烤烟品种K326裸种由云南省烟草农业科学研究院提供；烟草内生细菌为2010年采用平板稀释法从云南省不同烟区、不同烟草品种、不同生长期的叶及成熟期的根、茎分离获得[11]。

1.2 培养基、主要试剂及仪器

内生细菌的活化用NA[12]、液体培养用LB[12]。内生细菌DNA提取、16S rDNA片段扩增、Marker、dNTPs、Buffer等试剂为宝生物工程产品。

1.3 内生促生细菌的筛选

1.3.1 培养皿发芽试验初筛

斜面保存的菌种在NA平板上活化后接种到LB培养液中，于28℃，200 r/min的摇床中培养48 h后，制成108cfu/mL浓度的菌悬液备用（在600 nm处调整菌悬液光密度为0.5±0.02）。
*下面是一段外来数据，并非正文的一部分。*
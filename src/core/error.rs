// SPDX-FileCopyrightText: 2026 ArcheBase
//
// SPDX-License-Identifier: MulanPSL-2.0

//! Core error types for labdata.
//!
//! Provides error types for data container operations:
//! - Format detection and parsing
//! - Metadata lookup and decoding
//! - Column and page addressing

use std::fmt;

/// Errors that can occur during data container operations.
#[derive(Debug, Clone)]
pub enum DataError {
    /// A format handler rejected a file during a parse attempt.
    ///
    /// This is the only recoverable error in the load path: the dispatch
    /// loop converts it into "try the next handler".
    Load {
        /// Handler that rejected the file
        handler: String,
        /// Why the handler rejected it
        reason: String,
    },

    /// No registered format handler could parse the file.
    UnrecognisedFormat {
        /// File that could not be loaded
        path: String,
        /// Handlers that were attempted, in order
        attempted: Vec<String>,
    },

    /// File does not exist (pre-flight check before any parse attempt).
    FileNotFound {
        /// Path that was requested
        path: String,
    },

    /// A column selector matched no column.
    ColumnNotFound {
        /// Textual form of the selector
        selector: String,
    },

    /// A metadata key or page name was not found.
    KeyNotFound {
        /// Key that was requested
        key: String,
    },

    /// An integer index was outside the container bounds.
    IndexOutOfRange {
        /// Index that was requested
        index: usize,
        /// Container length
        len: usize,
    },

    /// Malformed input to a mutation call.
    TypeMismatch {
        /// What the operation required
        expected: String,
        /// What it was given
        got: String,
    },

    /// Parse error in a metadata line or data cell.
    Parse {
        /// What was being parsed
        context: String,
        /// Error message
        message: String,
    },

    /// Underlying I/O error.
    Io {
        /// Error message
        message: String,
    },
}

impl DataError {
    /// Create a load rejection error (signals "wrong format, try next").
    pub fn load(handler: impl Into<String>, reason: impl Into<String>) -> Self {
        DataError::Load {
            handler: handler.into(),
            reason: reason.into(),
        }
    }

    /// Create an "unrecognised format" error naming all attempted handlers.
    pub fn unrecognised_format(path: impl Into<String>, attempted: Vec<String>) -> Self {
        DataError::UnrecognisedFormat {
            path: path.into(),
            attempted,
        }
    }

    /// Create a "file not found" error.
    pub fn file_not_found(path: impl Into<String>) -> Self {
        DataError::FileNotFound { path: path.into() }
    }

    /// Create a "column not found" error.
    pub fn column_not_found(selector: impl Into<String>) -> Self {
        DataError::ColumnNotFound {
            selector: selector.into(),
        }
    }

    /// Create a "key not found" error.
    pub fn key_not_found(key: impl Into<String>) -> Self {
        DataError::KeyNotFound { key: key.into() }
    }

    /// Create an "index out of range" error.
    pub fn index_out_of_range(index: usize, len: usize) -> Self {
        DataError::IndexOutOfRange { index, len }
    }

    /// Create a type mismatch error.
    pub fn type_mismatch(expected: impl Into<String>, got: impl Into<String>) -> Self {
        DataError::TypeMismatch {
            expected: expected.into(),
            got: got.into(),
        }
    }

    /// Create a parse error.
    pub fn parse(context: impl Into<String>, message: impl Into<String>) -> Self {
        DataError::Parse {
            context: context.into(),
            message: message.into(),
        }
    }

    /// True if this error signals a recoverable format rejection.
    pub fn is_load_rejection(&self) -> bool {
        matches!(self, DataError::Load { .. })
    }

    /// Get structured fields for logging.
    pub fn log_fields(&self) -> Vec<(&'static str, String)> {
        match self {
            DataError::Load { handler, reason } => {
                vec![("handler", handler.clone()), ("reason", reason.clone())]
            }
            DataError::UnrecognisedFormat { path, attempted } => {
                vec![("path", path.clone()), ("attempted", attempted.join(", "))]
            }
            DataError::FileNotFound { path } => vec![("path", path.clone())],
            DataError::ColumnNotFound { selector } => vec![("selector", selector.clone())],
            DataError::KeyNotFound { key } => vec![("key", key.clone())],
            DataError::IndexOutOfRange { index, len } => {
                vec![("index", index.to_string()), ("len", len.to_string())]
            }
            DataError::TypeMismatch { expected, got } => {
                vec![("expected", expected.clone()), ("got", got.clone())]
            }
            DataError::Parse { context, message } => {
                vec![("context", context.clone()), ("message", message.clone())]
            }
            DataError::Io { message } => vec![("message", message.clone())],
        }
    }
}

impl fmt::Display for DataError {
    fn fmt(&self, f: &mut fmt::Formatter<'_>) -> fmt::Result {
        match self {
            DataError::Load { handler, reason } => {
                write!(f, "Handler '{handler}' rejected file: {reason}")
            }
            DataError::UnrecognisedFormat { path, attempted } => write!(
                f,
                "No handler recognised '{path}' (attempted: {})",
                attempted.join(", ")
            ),
            DataError::FileNotFound { path } => write!(f, "Cannot find {path} to load"),
            DataError::ColumnNotFound { selector } => {
                write!(f, "No column matched selector '{selector}'")
            }
            DataError::KeyNotFound { key } => write!(f, "Key not found: '{key}'"),
            DataError::IndexOutOfRange { index, len } => {
                write!(f, "Index {index} is out of range for length {len}")
            }
            DataError::TypeMismatch { expected, got } => {
                write!(f, "Type mismatch: expected {expected}, got {got}")
            }
            DataError::Parse { context, message } => {
                write!(f, "Parse error in {context}: {message}")
            }
            DataError::Io { message } => write!(f, "IO error: {message}"),
        }
    }
}

impl std::error::Error for DataError {}

impl From<std::io::Error> for DataError {
    fn from(err: std::io::Error) -> Self {
        DataError::Io {
            message: err.to_string(),
        }
    }
}

/// Result type for labdata operations.
pub type Result<T> = std::result::Result<T, DataError>;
挑选饱满、大小一致的K326裸种，70%的酒精消毒1分钟，无菌水清洗3次后均匀播于铺有2层滤纸的9 cm无菌培养皿中，每皿注入稀释10倍的上述菌悬液4 mL，每20粒种子为一个重复，每菌株3次重复，设置清水对照和LB培养液对照，置于人工智能气候箱中培养，（光强：70%；光照：12 h/d；昼夜温度：25℃；相对湿度：70%）每隔1 d补充无菌水1 mL，以确保种子正常萌发，于第7天分别统计发芽率，第14天测量烟苗根长、根体积。根长及根体积的测量采用加拿大Regent公司的WinRHIZO根系分析系统。

1.3.2 漂浮育苗试验复筛

将初步筛选出的促生细菌按1.3.1中方法制成菌悬液，种子消毒处理同1.3.1，利用漂浮育苗盘对初步筛选到的促生内生细菌进行再次筛选。在烟苗2片真叶时鉴苗，挑选成长整齐一致的的烟草幼苗移栽至漂浮育苗盘，用稀释10倍的上述菌悬液对烟苗进行喷雾处理，每个处理4株，5次重复，每株喷雾菌液5 mL。每隔7 d喷雾1次，以等量的无菌水和LB培养液处理作为对照，连续处理60 d，60 d后取样测量烟苗生长形态指标，最终筛选出烟苗促生细菌。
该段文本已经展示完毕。